Gli enti e le associazioni rappresentativi di interessi lesi dal reato

L’art. 91 prevede in capo agli enti e le associazioni senza scopo di lucro – ai quali anteriormente alla commissione del fatto per cui si procede siano state riconosciu-te, in forza di legge, finalità di tutela degli interessi lesi dal reato – la possibilità di esercitare, in ogni stato e grado del procedimento, i diritti e le facoltà attribuiti alla persona offesa dal reato. Da ciò si ricava che l’ente è un soggetto del procedimento e non può diventare parte. Infatti l’ente non è titolare dell’interesse loso, bensì è un rappresentante politico di tale interesse. L’esercizio dei diritti e delle facoltà spettanti agli enti esponenziali è subordinato al consenso della persona offesa.

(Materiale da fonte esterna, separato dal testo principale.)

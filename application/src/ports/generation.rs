//! Generation gateway port
//!
//! Defines the interface for the external collaborator that produces revised
//! answer text from a revision prompt.

use async_trait::async_trait;
use thiserror::Error;

/// Errors that can occur while generating a revision
#[derive(Error, Debug, Clone, PartialEq, Eq)]
pub enum GenerationError {
    #[error("Connection error: {0}")]
    Connection(String),

    #[error("Request failed: {0}")]
    RequestFailed(String),

    #[error("Generation timed out after {0}s")]
    Timeout(u64),

    #[error("Generation cancelled")]
    Cancelled,

    #[error("Generation returned an empty response")]
    EmptyResponse,

    #[error("Generation is not configured")]
    NotConfigured,

    #[error("Other error: {0}")]
    Other(String),
}

impl GenerationError {
    pub fn is_cancelled(&self) -> bool {
        matches!(self, GenerationError::Cancelled)
    }
}

/// Gateway for answer generation
///
/// Implementations (adapters) live in the infrastructure layer. The
/// orchestrator owns timeouts and cancellation; adapters only need to
/// return the generated text or an error.
#[async_trait]
pub trait GenerationGateway: Send + Sync {
    /// Produce revised answer text for `prompt`.
    async fn generate(&self, system_prompt: &str, prompt: &str) -> Result<String, GenerationError>;

    /// Short name for logs
    fn name(&self) -> &str {
        "generation"
    }
}

/// Gateway used when no generation collaborator is configured.
///
/// Every call fails, so a low-scoring answer ends the loop with the
/// original answer and a `GenerationFailed` outcome.
pub struct NoGeneration;

#[async_trait]
impl GenerationGateway for NoGeneration {
    async fn generate(&self, _system_prompt: &str, _prompt: &str) -> Result<String, GenerationError> {
        Err(GenerationError::NotConfigured)
    }

    fn name(&self) -> &str {
        "none"
    }
}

Il consenso deve risultare da atto pubblico o da scrittura privata autenticata e può essere prestato a non più di uno degli enti o delle associazioni. Il consenso può essere revocato in qualsiasi momento: la persona offesa che ha revocato il consenso non può prestarlo successivamente né allo stesso né ad altro ente o associazione. Come detto l’ente rappresentativo dell’interesse leso non può chiedere al giudice una decisione in accoglimento di una propria domanda, né può presentare conclusioni nell’udienza preliminare o in dibattimento. Ha i medesimi poteri della persona offesa ed, in più, il difensore che lo rappresenta può partecipare all’udienza preliminare e al dibattimento: in tale sede può chiedere al presidente di rivolgere domande alle persone sottoposte ad esame incrociato e può altresì chiedere l’ammissione di nuovi mezzi di prova (art. 505).